Integrating ESG into Corporate Valuation: A Case Study of Yangtze Power’s Modified DCF Approach

Research Article
Open access

Integrating ESG into Corporate Valuation: A Case Study of Yangtze Power’s Modified DCF Approach

Yan Xie 1*
  • 1 Shandong University of Science and Technology    
  • *corresponding author xieyanxy2025@163.com
AEMPS Vol.186
ISSN (Print): 2754-1177
ISSN (Online): 2754-1169
ISBN (Print): 978-1-80590-153-2
ISBN (Online): 978-1-80590-154-9

Abstract

Against the backdrop of the global transition to a low-carbon economy, corporate valuation must incorporate ESG factors. The traditional DCF model is insufficient to fully capture enterprises' sustainable development performance.

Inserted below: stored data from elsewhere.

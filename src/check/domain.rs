use rusqlite::Connection;
use serde::{Deserialize, Serialize};
use time::Date;

use crate::{
    Error,
    database_id::{CheckId, SpendingGroupId, UserId},
    spending_group::spending_group_exists,
    user::user_exists,
    validation::{Payload, Validator},
};

/// A cash receipt filed under a spending group and paid by a user.
#[derive(Debug, Clone, PartialEq, Serialize, Deserialize)]
pub struct Check {
    /// The ID of the check.
    pub id: CheckId,
    /// The spending group the check is filed under.
    pub spending_group_id: SpendingGroupId,
    /// The employee who paid.
    pub user_id: UserId,
    /// A description of the purchase.
    pub text: String,
    /// The date of the purchase.
    pub date: Date,
}

/// Restricts which checks are listed. `None` fields match every check.
#[derive(Debug, Clone, Copy, Default, PartialEq, Eq)]
pub struct CheckFilter {
    pub spending_group_id: Option<SpendingGroupId>,
    pub user_id: Option<UserId>,
}

/// The validated fields for creating or updating a [Check].
#[derive(Debug, Clone, PartialEq)]
pub struct CheckForm {
    pub spending_group_id: SpendingGroupId,
    pub user_id: UserId,
    pub text: String,
    pub date: Date,
}

impl CheckForm {
    /// Validate a request payload and check that the spending group and user exist.
    ///
    /// # Errors
    /// Returns [Error::Validation] listing every problem, or an SQL error.
    pub fn from_payload(payload: &Payload, connection: &Connection) -> Result<Self, Error> {
        let mut validator = Validator::new();

        let spending_group_id = validator.required_id(payload, "spending_group_id");
        let user_id = validator.required_id(payload, "user_id");
        let text = validator.required_text(payload, "text");
        let date = validator.required_date(payload, "date");

        if let Some(id) = spending_group_id
            && !spending_group_exists(id, connection)?
        {
            validator.push(format!("Spending group with id {id} does not exist"));
        }

        if let Some(id) = user_id
            && !user_exists(id, connection)?
        {
            validator.push(format!("User with id {id} does not exist"));
        }

        let errors = validator.into_errors();

        match (spending_group_id, user_id, text, date) {
            (Some(spending_group_id), Some(user_id), Some(text), Some(date))
                if errors.is_empty() =>
            {
                Ok(Self {
                    spending_group_id,
                    user_id,
                    text,
                    date,
                })
            }
            _ => Err(Error::Validation(errors)),
        }
    }
}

In the context of China's emerging capital market, incorporating ESG factors into the China-specific valuation frameworks can help accurately assess long-term corporate value, guide capital flows towards high-quality enterprises, and promote high-quality economic growth. This study refines the DCF model by adjusting growth rates and discount rates to reflect ESG considerations. Through empirical data analysis and comparative study, this paper revalued Yangtze Power using the modified DCF model. Results showed that the modified DCF model produced valuations more aligned with the company's actual stock price, demonstrating that ESG-integrated DCF models can more accurately reflect true corporate value. This study provides new perspectives and methods for improving traditional corporate valuation approaches.

Keywords:

ESG Integration, DCF Model, Corporate Valuation, Sustainable Finance, Yangtze Power

Xie,Y. (2025). Integrating ESG into Corporate Valuation: A Case Study of Yangtze Power’s Modified DCF Approach. Advances in Economics, Management and Political Sciences,186,9-16.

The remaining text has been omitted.